C’est durant son séjour de quatre ans à Montpellier que Serge Ouaknine découvrit avec émerveillement l’univers très singulier des tags. 

“Je fus alors intrigué, voire fasciné, du fait que tout le centre-ville médiéval de Montpellier était entièrement tagué. Tout était recouvert, effacé et recommencé. Une lutte de tous les instants. Rien n’échappait à cette furie urbaine surgissant comme une peau sur la peau plus ancienne de la ville, avec parfois des trésors de poésie ou de compulsion destructive. J’ai pensé que seule une fiction pourrait rendre compte de ce cri en relatant le parcours d’un tagueur et en restituant sa rupture marginale”, explique Serge Ouaknine.

La rencontre d’une fille de calligraphe chinois et d’un Français fils de mineur était plutôt improbable. Pourtant, ces deux êtres déroutés provenant de deux univers culturels et artistiques aux antipodes l’un de l’autre vont exprimer leur nostalgie et leurs souffrances respectives à travers l’art des tags. Le Tao du Tagueur n’évoque-t-il pas la rencontre inopinée de l’art et du devoir de mémoire?

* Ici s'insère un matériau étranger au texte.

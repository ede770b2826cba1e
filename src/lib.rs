pub mod application;
pub mod domain;
pub mod error;
pub mod infrastructure;
pub mod payment;
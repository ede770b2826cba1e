use crate::domain::order::{PaymentMethod, PaymentReference};
use crate::domain::ports::{ChargeRequest, PaymentParams, PaymentProcessor};
use crate::error::PaymentFailure;
use async_trait::async_trait;

/// Pay by an instrument outside the system (a mailed check). The
/// registration is accepted on trust and settlement is reconciled out of
/// band, so the charge always succeeds immediately with a placeholder
/// reference derived from the order identity.
#[derive(Default)]
pub struct ManualProcessor;

impl ManualProcessor {
    pub fn new() -> Self {
        Self
    }
}

#[async_trait]
impl PaymentProcessor for ManualProcessor {
    fn method(&self) -> PaymentMethod {
        PaymentMethod::Manual
    }

    async fn charge(
        &self,
        request: ChargeRequest,
        params: PaymentParams,
    ) -> Result<PaymentReference, PaymentFailure> {
        if !matches!(params, PaymentParams::Manual) {
            return Err(PaymentFailure::Fault(
                "manual processor received non-manual params".to_string(),
            ));
        }
        PaymentReference::new(format!("manual-{}", request.order_id))
            .map_err(|e| PaymentFailure::Fault(e.to_string()))
    }
}
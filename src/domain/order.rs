use crate::domain::money::Amount;
use crate::error::CheckoutError;
use chrono::{DateTime, Utc};
use serde::{Deserialize, Serialize};
use uuid::Uuid;

/// Stable order identity. Assigned once per checkout attempt and reused
/// across retries, so the store sees the same key every time.
#[derive(Debug, Clone, Copy, PartialEq, Eq, Hash, Serialize, Deserialize)]
pub struct OrderId(Uuid);

impl OrderId {
    pub fn new() -> Self {
        Self(Uuid::new_v4())
    }

    pub fn as_uuid(&self) -> Uuid {
        self.0
    }
}

impl Default for OrderId {
    fn default() -> Self {
        Self::new()
    }
}

impl std::fmt::Display for OrderId {
    fn fmt(&self, f: &mut std::fmt::Formatter<'_>) -> std::fmt::Result {
        write!(f, "{}", self.0)
    }
}

/// The reference handed back by a payment processor once money moved.
#[derive(Debug, Clone, PartialEq, Eq, Serialize, Deserialize)]
pub struct PaymentReference(String);

impl PaymentReference {
    pub fn new(value: impl Into<String>) -> Result<Self, CheckoutError> {
        let value = value.into();
        if value.is_empty() {
            return Err(CheckoutError::Validation(
                "payment reference must not be empty".to_string(),
            ));
        }
        Ok(Self(value))
    }

    pub fn as_str(&self) -> &str {
        &self.0
    }
}

impl std::fmt::Display for PaymentReference {
    fn fmt(&self, f: &mut std::fmt::Formatter<'_>) -> std::fmt::Result {
        write!(f, "{}", self.0)
    }
}

/// The closed set of supported payment methods. Adding a method means
/// adding a variant here and a conforming processor, nothing else.
#[derive(Debug, Clone, Copy, PartialEq, Eq, Hash, Serialize, Deserialize)]
#[serde(rename_all = "lowercase")]
pub enum PaymentMethod {
    Card,
    Wallet,
    Manual,
}

impl std::fmt::Display for PaymentMethod {
    fn fmt(&self, f: &mut std::fmt::Formatter<'_>) -> std::fmt::Result {
        match self {
            PaymentMethod::Card => write!(f, "card"),
            PaymentMethod::Wallet => write!(f, "wallet"),
            PaymentMethod::Manual => write!(f, "manual"),
        }
    }
}

#[derive(Debug, Clone, Copy, PartialEq, Eq, PartialOrd, Ord, Serialize, Deserialize)]
#[serde(rename_all = "lowercase")]
pub enum OrderStatus {
    New,
    Pending,
    Paid,
    Confirmed,
}

/// One registered attendee on an order.
#[derive(Debug, Clone, PartialEq, Eq, Serialize, Deserialize)]
pub struct Participant {
    pub name: String,
    pub email: String,
}

/// An order as assembled by the upstream registration form: participants
/// plus the confirmed money amounts. No identity or status yet; those are
/// assigned when a checkout attempt starts.
#[derive(Debug, Clone, PartialEq, Eq, Serialize, Deserialize)]
pub struct DraftOrder {
    pub participants: Vec<Participant>,
    pub total: Amount,
    pub fees: Amount,
}

impl DraftOrder {
    /// The exact amount the processor will be asked to capture.
    pub fn amount_due(&self) -> Amount {
        self.total + self.fees
    }
}

/// The central entity: a registration order with its payment state.
///
/// Status only moves forward (new → pending → paid → confirmed); the one
/// sanctioned backward transition is [`Order::reset_to_new`], used when a
/// buyer backs out of checkout before any money moved. The payment
/// reference is present exactly when status is `Paid` or later, which the
/// transition methods enforce.
#[derive(Debug, Clone, PartialEq, Eq, Serialize, Deserialize)]
pub struct Order {
    pub id: OrderId,
    pub participants: Vec<Participant>,
    pub total: Amount,
    pub fees: Amount,
    pub payment_method: PaymentMethod,
    pub payment_reference: Option<PaymentReference>,
    pub status: OrderStatus,
    pub created_at: DateTime<Utc>,
    pub finalized_at: Option<DateTime<Utc>>,
}

impl Order {
    /// Derives the pending snapshot written to the store before any charge
    /// is attempted. `created_at` is the attempt's start time, not the
    /// write time, so a retry upsert leaves it untouched.
    pub fn pending(
        id: OrderId,
        draft: &DraftOrder,
        payment_method: PaymentMethod,
        created_at: DateTime<Utc>,
    ) -> Self {
        Self {
            id,
            participants: draft.participants.clone(),
            total: draft.total,
            fees: draft.fees,
            payment_method,
            payment_reference: None,
            status: OrderStatus::Pending,
            created_at,
            finalized_at: None,
        }
    }

    /// Merges a successful charge into the order.
    pub fn into_paid(mut self, reference: PaymentReference) -> Self {
        self.payment_reference = Some(reference);
        self.status = OrderStatus::Paid;
        self
    }

    /// Marks the order complete and stamps the finalize time.
    pub fn into_confirmed(mut self) -> Self {
        self.status = OrderStatus::Confirmed;
        self.finalized_at = Some(Utc::now());
        self
    }

    /// Operator-initiated reset for a buyer who aborted checkout and came
    /// back. Only legal while no money has moved.
    pub fn reset_to_new(&mut self) -> Result<(), CheckoutError> {
        match self.status {
            OrderStatus::New | OrderStatus::Pending => {
                self.status = OrderStatus::New;
                Ok(())
            }
            OrderStatus::Paid | OrderStatus::Confirmed => Err(CheckoutError::Validation(
                format!("cannot reset order {}: payment already captured", self.id),
            )),
        }
    }

    pub fn amount_due(&self) -> Amount {
        self.total + self.fees
    }
}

“J’ai systématiquement photographié les tags de la ville de Montpellier qui ne cessaient de changer et de se superposer, raconte Serge Ouaknine. Cet envahissement éphémère du paysage urbain méritait une réflexion face aux styles et choix des lieux. Que raconte cette fresque collective qui défigure toute surface urbaine? J’ai alors imaginé un choc des civilisations, un récit amoureux entre une étudiante de Shanghai, mystérieuse et sans âge, avec sa tradition calligraphique, et un jeune publiciste français en rupture, qui part sur la route pour un combat avec la ville. Il tague avec passion. Il sera hébergé par cette étudiante chinoise, en stage d’immersion dans la langue française.”

La philosophie du Tao occupe une place prépondérante dans ce roman.

J’aime les récits qui sont des fresques de vie. Des errances et des déambulations qui abordent ce que je nomme la “fissure existentielle”, qui est enfouie en chaque individu. D’où ma passion pour les écritures poétiques et les initiations spirituelles. Par quoi le tagueur est-il transporté? Étrangement, toutes les quêtes artistiques ou politiques se développent au fil d’un voyage initiatique. Pour le grand écrivain tchèque Milan Kundera, le roman moderne est né avec le Don Quichotte de Cervantes, c’est-à-dire avec une quête amoureuse, au fil d’une multitude de situations et de paysages. C’est un voyage picaresque. Le Tao du Tagueur raconte une passion urbaine et nous fait découvrir le visage secret d’une femme Chinoise qui avance avec urgence et douleur.”

Les récits bibliques sont une riche source d’inspiration romanesque pour Serge Ouaknine.

“J’ai trouvé mon inspiration dans la concision des récits bibliques qui font voir tout le prisme de la complexité humaine. La Bible ne cache rien. Elle montre l’homme nu tel qu’il est. Rien n’a changé. Autres sources majeure d’inspiration: les récits bouddhistes, qui sont davantage centrés sur le détachement des passions et l’acceptation de soi et de l’autre, et le Tao, qui est l’art du geste juste et du geste vrai. L’art du “être là entièrement”. C’est un syncrétisme entre l’éthique de la sagesse juive, ouverte au mouvement et à la mobilité de la pensée, les dérives et désespérances de la jeunesse en Occident et la violence du surgissement de la Chine moderne face à sa propre tradition, pour reconquérir le monde.”

Entre ces trois forces, l’“art est un outil universel de compréhension”, croit Serge Ouaknine.

“L’art est une permanence de l’expression qui choisit la vie, qui renouvelle et traduit son temps et s’ouvre sur une possible écoute universelle. Mais tout cela ne pouvait se faire qu’à travers une écriture poétique et non didactique. Ce fut une longue et passionnante aventure vers un débordement de références et en même temps vers un récit cohérent et sobre. Dire avec lyrisme, intensité et sobriété, ce fut mon apprentissage dans cette ouverture au romanesque.”